Multiple Choice Questions
1. What does Smith say has “rarely been random” in America in her essay “The American Exception”?
(a) Presidential nominations.
(b) COVID-19 cases.
(c) COVID-19 recoveries.
(d) Untimely death.
2. What is the title of the third story in Zadie Smith’s collection, Intimations?
(a) Something to Do.
(b) Something to Say.
(c) Something to write.
(d) How to fill time during a pandemic.
3. What song does Smith reflect on how the lyrics would change if it were written for a man?
(a) Girls Just Want To Have Fun.
(b) Just Like A Woman.
(c) I Am Woman.
(d) (You Make Me Feel) Like a Natural Woman.
4. At which point does Smith say a man submits to nature?
(a) In old age.
(b) At birth.
(c) In private.
(d) In death.
5. What type of person does Smith say has created some of the most powerful art she has seen?

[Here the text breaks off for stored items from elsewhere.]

use num::Float;

/// Evenly spaced values, computed like numpy.linspace
pub(crate) struct Linspace<F> {
    start: F,
    end: F,
    step: F,
    index: usize,
    len: usize,
}

impl<F: Float> Linspace<F> {
    pub(crate) fn new(min: F, max: F, n: usize) -> Self {
        let step = match (n > 1).then(|| F::from(n - 1)).flatten() {
            Some(num_steps) => (max - min) / num_steps,
            None => F::zero(),
        };

        Linspace { start: min, end: max, step, index: 0, len: n }
    }

    /// Points from `min` towards `max` spaced by `step`, like numpy.arange but with
    /// the endpoint included when it lands on the grid.
    ///
    /// Callers must pass a positive, finite step and `min <= max`.
    pub(crate) fn with_step(min: F, max: F, step: F) -> Self {
        // A tiny epsilon keeps 10 / 0.1 from flooring to 99
        let eps = F::from(1e-9).unwrap_or_else(F::epsilon);
        let n = ((max - min) / step + eps).floor().to_usize().unwrap_or(0) + 1;
        let last = F::min(min + step * F::from(n - 1).unwrap_or_else(F::zero), max);

        Self::new(min, last, n)
    }
}

impl<F: Float> Iterator for Linspace<F> {
    type Item = F;

    #[inline]
    fn next(&mut self) -> Option<F> {
        if self.index >= self.len {
            return None;
        }

        let i = F::from(self.index)?;
        self.index += 1;

        // The last point is exactly `end`, as numpy does
        if self.index == self.len && self.len > 1 {
            return Some(self.end);
        }

        Some(self.start + self.step * i)
    }

    #[inline]
    fn size_hint(&self) -> (usize, Option<usize>) {
        let n = self.len - self.index;
        (n, Some(n))
    }
}

impl<F: Float> ExactSizeIterator for Linspace<F> {}

#[test]
fn test_linspace() {
    let points: Vec<f64> = Linspace::new(0., 1., 5).collect();

    assert_eq!(points, vec![0., 0.25, 0.5, 0.75, 1.]);
    assert_eq!(Linspace::new(3., 7., 1).collect::<Vec<f64>>(), vec![3.]);
    assert_eq!(Linspace::<f64>::new(3., 7., 0).count(), 0);
}

#[test]
fn test_linspace_with_step() {
    let points: Vec<f64> = Linspace::with_step(0., 10., 1.).collect();

    assert_eq!(points, (0..=10).map(f64::from).collect::<Vec<_>>());
    assert_eq!(Linspace::with_step(0., 10., 0.1).len(), 101);
    // The endpoint is dropped when it is off the grid
    assert_eq!(Linspace::with_step(0., 10., 3.).collect::<Vec<f64>>(), vec![0., 3., 6., 9.]);
}

#[test]
fn test_linspace_with_step_stays_within_max() {
    let points: Vec<f64> = Linspace::with_step(0., 0.3, 0.1).collect();

    assert_eq!(points.len(), 4);
    assert_eq!(points[3], 0.3);
    assert!(points.iter().all(|p| *p <= 0.3));
    assert!(points.windows(2).all(|w| w[0] < w[1]));

    let points: Vec<f64> = Linspace::with_step(0., 1., 0.1).collect();

    assert_eq!(points.len(), 11);
    assert_eq!(points[10], 1.);
}
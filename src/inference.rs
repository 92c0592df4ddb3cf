use std::fmt;

use tracing::{debug, warn};

use crate::error::{FuzzyError, Result};
use crate::math::interp;
use crate::ops::*;
use crate::outputs::{Activation, Outputs};
use crate::rules::Rules;
use crate::terms::Key;
use crate::variable::Variable;

/// What to do when every rule output is zero and the aggregated membership
/// has no area to defuzzificate.
#[derive(Clone, Copy, Debug, Default, Eq, PartialEq)]
pub enum ZeroAggregate {
    /// Fall back to the middle of the output universe
    #[default]
    Midpoint,
    /// Report `FuzzyError::DegenerateAggregate`
    Error,
}

#[derive(Clone, Copy, Debug, Default, PartialEq)]
pub struct MamdaniInference {
    and_op: AndOp,
    or_op: OrOp,
    imp_op: ImplicationOp,
    prod_link: ProductionLink,
    defuzz_op: DefuzzificationOp,
    zero_aggregate: ZeroAggregate,
}

impl MamdaniInference {
    pub fn new(
        and_op: AndOp,
        or_op: OrOp,
        imp_op: ImplicationOp,
        prod_link: ProductionLink,
        defuzz_op: DefuzzificationOp,
    ) -> Self {
        Self { and_op, or_op, imp_op, prod_link, defuzz_op, zero_aggregate: ZeroAggregate::default() }
    }

    pub fn with_defuzzification(self, defuzz_op: DefuzzificationOp) -> Self {
        Self { defuzz_op, ..self }
    }

    pub fn with_zero_aggregate(self, zero_aggregate: ZeroAggregate) -> Self {
        Self { zero_aggregate, ..self }
    }

    pub fn defuzzification(&self) -> DefuzzificationOp {
        self.defuzz_op
    }

    /// Evaluates `rules` against the fuzzified inputs and defuzzificates the result
    /// over `output`.
    ///
    /// `degree` returns the membership degree of an input proposition.
    pub fn eval<T, K>(&self, rules: &Rules<T, K>, degree: impl Fn(&T) -> f64, output: &Variable<K>) -> Result<Outputs<K>>
    where
        K: Key + fmt::Debug,
    {
        let universe = output.universe().points();

        // Compute Fuzzy Implication
        let mut activations = Vec::with_capacity(rules.len());

        for rule in rules.iter() {
            let strength = rule.premise.eval(&degree, self.and_op, self.or_op);
            let consequence = output.membership(rule.consequence)?;

            debug!(variable = output.name(), term = ?rule.consequence, strength, "rule fired");

            activations.push(Activation {
                consequence: rule.consequence,
                strength,
                membership: self.imp_op.call(strength, consequence.values()),
            });
        }

        // Aggregate Collected Memberships
        // Start from the first rule output: a zero curve absorbs min and prod
        let mut memberships = activations.iter().map(|activation| activation.membership.iter().copied());
        let aggregated = match memberships.next() {
            Some(first) => memberships.fold(first.collect(), |aggregated: Vec<f64>, membership| {
                self.prod_link.call(aggregated, membership).collect()
            }),
            None => vec![0.; universe.len()],
        };

        // Defuzzificate
        let crisp = match self.defuzz_op.call(universe, &aggregated) {
            Ok(crisp) => crisp,
            Err(FuzzyError::DegenerateAggregate) if self.zero_aggregate == ZeroAggregate::Midpoint => {
                let midpoint = output.universe().midpoint();

                warn!(variable = output.name(), midpoint, "no rule fired, using the universe midpoint");

                midpoint
            },
            Err(err) => return Err(err),
        };
        let crisp_membership = interp(crisp, universe, &aggregated);

        debug!(variable = output.name(), method = %self.defuzz_op, crisp, "defuzzificated");

        Ok(Outputs::new(activations, aggregated, crisp, crisp_membership))
    }
}

#[cfg(test)]
mod tests {
    use super::*;
    use crate::dsl::Expr;
    use crate::membership::Shape;
    use crate::terms::Terms;
    use crate::variable::Universe;

    #[derive(Clone, Copy, Debug, Eq, PartialEq, Key)]
    enum Level {
        Low,
        High,
    }

    #[derive(Clone, Copy, Debug, Eq, PartialEq)]
    enum Input {
        Cold,
        Hot,
    }

    fn fan() -> (Variable<Level>, Rules<Input, Level>) {
        let terms = Terms::new()
            .with(Level::Low, Shape::triangular(0., 0., 5.).unwrap())
            .with(Level::High, Shape::triangular(5., 10., 10.).unwrap());
        let fan = Variable::new("fan", Universe::new(0. ..=10., 1.).unwrap(), terms);
        let mut rules = Rules::with_capacity(2);

        rules.add(Expr::Is(Input::Cold), Level::Low);
        rules.add(Expr::Is(Input::Hot), Level::High);

        (fan, rules)
    }

    #[test]
    fn test_eval_clips_and_aggregates() {
        let (fan, rules) = fan();
        let degree = |input: &Input| match input {
            Input::Cold => 0.2,
            Input::Hot => 0.6,
        };
        let outputs = MamdaniInference::default().eval(&rules, degree, &fan).unwrap();
        let [low, high] = outputs.activations() else { panic!("expected two activations") };

        assert_eq!(low.strength(), 0.2);
        assert_eq!(low.membership()[..6], [0.2, 0.2, 0.2, 0.2, 0.2, 0.]);
        assert_eq!(high.membership()[5..], [0., 0.2, 0.4, 0.6, 0.6, 0.6]);

        for (i, value) in outputs.aggregated_membership().iter().enumerate() {
            assert_eq!(*value, f64::max(low.membership()[i], high.membership()[i]));
        }

        assert!(outputs.defuzzificated() > 5.);
    }

    #[test]
    fn test_zero_aggregate_policy() {
        let (fan, rules) = fan();
        let model = MamdaniInference::default();
        let outputs = model.eval(&rules, |_| 0., &fan).unwrap();

        assert_eq!(outputs.defuzzificated(), 5.);
        assert_eq!(outputs.defuzzificated_membership(), 0.);
        assert!(outputs.aggregated_membership().iter().all(|m| *m == 0.));

        let strict = model.with_zero_aggregate(ZeroAggregate::Error);

        assert_eq!(strict.eval(&rules, |_| 0., &fan), Err(FuzzyError::DegenerateAggregate));
    }

    #[test]
    fn test_scaling_implication() {
        let (fan, rules) = fan();
        let model = MamdaniInference::new(
            AndOp::Min,
            OrOp::Max,
            ImplicationOp::Scale,
            ProductionLink::Max,
            DefuzzificationOp::Centroid,
        );
        let outputs = model.eval(&rules, |_| 0.5, &fan).unwrap();

        assert_eq!(outputs.activations()[0].membership()[..3], [0.5, 0.4, 0.3]);
        // Both rules fire equally over mirrored shapes
        assert!((outputs.defuzzificated() - 5.).abs() < 1e-12);
    }

    #[test]
    fn test_non_max_production_links() {
        let terms = Terms::new()
            .with(Level::Low, Shape::triangular(0., 0., 10.).unwrap())
            .with(Level::High, Shape::triangular(0., 10., 10.).unwrap());
        let (_, rules) = fan();
        let fan = Variable::new("fan", Universe::new(0. ..=10., 1.).unwrap(), terms);

        for prod_link in [ProductionLink::Min, ProductionLink::Prod] {
            let model =
                MamdaniInference::new(AndOp::Min, OrOp::Max, ImplicationOp::Clip, prod_link, DefuzzificationOp::Centroid)
                    .with_zero_aggregate(ZeroAggregate::Error);
            let outputs = model.eval(&rules, |_| 1., &fan).unwrap();
            let [low, high] = outputs.activations() else { panic!("expected two activations") };

            for (i, value) in outputs.aggregated_membership().iter().enumerate() {
                assert_eq!(*value, prod_link.apply(low.membership()[i], high.membership()[i]));
            }

            assert!(outputs.aggregated_membership()[5] > 0.);
            assert!((outputs.defuzzificated() - 5.).abs() < 1e-12, "{prod_link:?}");
        }
    }

    #[test]
    fn test_single_rule_aggregate_is_its_output() {
        let (fan, _) = fan();
        let mut rules = Rules::new();

        rules.add(Expr::Is(Input::Hot), Level::High);

        let model = MamdaniInference::default().with_zero_aggregate(ZeroAggregate::Error);
        let outputs = model.eval(&rules, |_| 0.6, &fan).unwrap();

        assert_eq!(outputs.aggregated_membership(), outputs.activations()[0].membership());
    }

    #[test]
    fn test_missing_consequence_term() {
        let terms = Terms::new().with(Level::Low, Shape::triangular(0., 0., 5.).unwrap());
        let fan = Variable::new("fan", Universe::new(0. ..=10., 1.).unwrap(), terms);
        let mut rules = Rules::new();

        rules.add(Expr::Is(Input::Hot), Level::High);

        assert_eq!(
            MamdaniInference::default().eval(&rules, |_| 1., &fan),
            Err(FuzzyError::MissingTerm("fan.High".into()))
        );
    }
}
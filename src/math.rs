use num::Float;

use crate::error::{FuzzyError, Result};

/// Similar to numpy.interp: piecewise linear between the points of `xp`, which must be
/// increasing, and flat beyond either end. Grid points map exactly onto their `fp` value.
pub(crate) fn interp<F: Float>(x: F, xp: &[F], fp: &[F]) -> F {
    debug_assert_eq!(xp.len(), fp.len());
    debug_assert!(!xp.is_empty());

    // Index of the first point not below x
    let i = xp.partition_point(|p| *p < x);

    // Base cases
    if i == 0 {
        return fp[0];
    }
    if i == xp.len() {
        return fp[fp.len() - 1];
    }
    if xp[i] == x {
        return fp[i];
    }

    let (x1, y1) = (xp[i - 1], fp[i - 1]);
    let (x2, y2) = (xp[i], fp[i]);

    y1 + (x - x1) * (y2 - y1) / (x2 - x1)
}

/// Membership degree of `value` on a curve sampled over `universe`.
///
/// Values at or past either end of the universe take the boundary degree.
pub fn interp_membership(universe: &[f64], membership: &[f64], value: f64) -> Result<f64> {
    if universe.is_empty() {
        return Err(FuzzyError::EmptyUniverse);
    }
    if universe.len() != membership.len() {
        return Err(FuzzyError::ShapeMismatch { expected: universe.len(), found: membership.len() });
    }
    if value.is_nan() {
        return Err(FuzzyError::NonFiniteInput(value));
    }

    Ok(interp(value, universe, membership))
}

#[test]
fn test_interp() {
    let x = [0., 1., 1.5, 2.72, 3.24];
    let xs = [1., 2., 3.];
    let ys = [3., 2., 0.];

    assert_eq!(x.map(|x| interp(x, &xs, &ys)), [3., 3., 2.5, 0.5599999999999996, 0.]);

    let x = [2.5, -1., 7.5];
    let xs = [0., 1., 2., 3., 4.5];
    let ys = [0., 2., 5., 3., 2.];

    assert_eq!(x.map(|x| interp(x, &xs, &ys)), [4., 0., 2.]);
}

#[test]
fn test_interp_exact_at_nodes() {
    let xs = [0., 1., 2., 3.];
    let ys = [0.1, 0.7, 0.30000000000000004, 0.9];

    for (x, y) in xs.iter().zip(ys.iter()) {
        assert_eq!(interp(*x, &xs, &ys), *y);
    }
}

#[test]
fn test_interp_membership_errors() {
    assert_eq!(interp_membership(&[], &[], 1.), Err(FuzzyError::EmptyUniverse));
    assert_eq!(
        interp_membership(&[0., 1.], &[1.], 0.5),
        Err(FuzzyError::ShapeMismatch { expected: 2, found: 1 })
    );
    assert!(matches!(interp_membership(&[0., 1.], &[0., 1.], f64::NAN), Err(FuzzyError::NonFiniteInput(_))));
    assert_eq!(interp_membership(&[0., 1.], &[0., 1.], f64::INFINITY), Ok(1.));
}
/// Output curve of a single rule after implication
#[derive(Clone, Debug, PartialEq)]
pub struct Activation<K> {
    pub(crate) consequence: K,
    pub(crate) strength: f64,
    pub(crate) membership: Vec<f64>,
}

impl<K: Copy> Activation<K> {
    pub fn consequence(&self) -> K {
        self.consequence
    }

    /// Firing strength of the rule premise
    pub fn strength(&self) -> f64 {
        self.strength
    }

    pub fn membership(&self) -> &[f64] {
        &self.membership
    }
}

#[derive(Clone, Debug, PartialEq)]
pub struct Outputs<K> {
    activations: Vec<Activation<K>>,
    aggregated: Vec<f64>,
    crisp: f64,
    crisp_membership: f64,
}

impl<K> Outputs<K> {
    pub(crate) fn new(activations: Vec<Activation<K>>, aggregated: Vec<f64>, crisp: f64, crisp_membership: f64) -> Self {
        Self { activations, aggregated, crisp, crisp_membership }
    }

    /// Rule outputs in rule order
    pub fn activations(&self) -> &[Activation<K>] {
        &self.activations
    }

    pub fn aggregated_membership(&self) -> &[f64] {
        &self.aggregated
    }

    pub fn defuzzificated(&self) -> f64 {
        self.crisp
    }

    /// Height of the aggregated membership at the defuzzificated value
    pub fn defuzzificated_membership(&self) -> f64 {
        self.crisp_membership
    }
}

(a) People who have no contact with the outside world.
(b) People who endlessly engage with their subjects.
(c) People who feel completely alone in the world.
(d) People who constantly strive for perfection.
Short Answer Questions
1. Which writer does Smith quote in her essay “Something to Do”?
2. Though private interests play a role in the lives of many Americans, what private interest does Smith say should not be one of them?
3. What does Smith liken Trump’s speech to after coming to her senses after the first part of his speech?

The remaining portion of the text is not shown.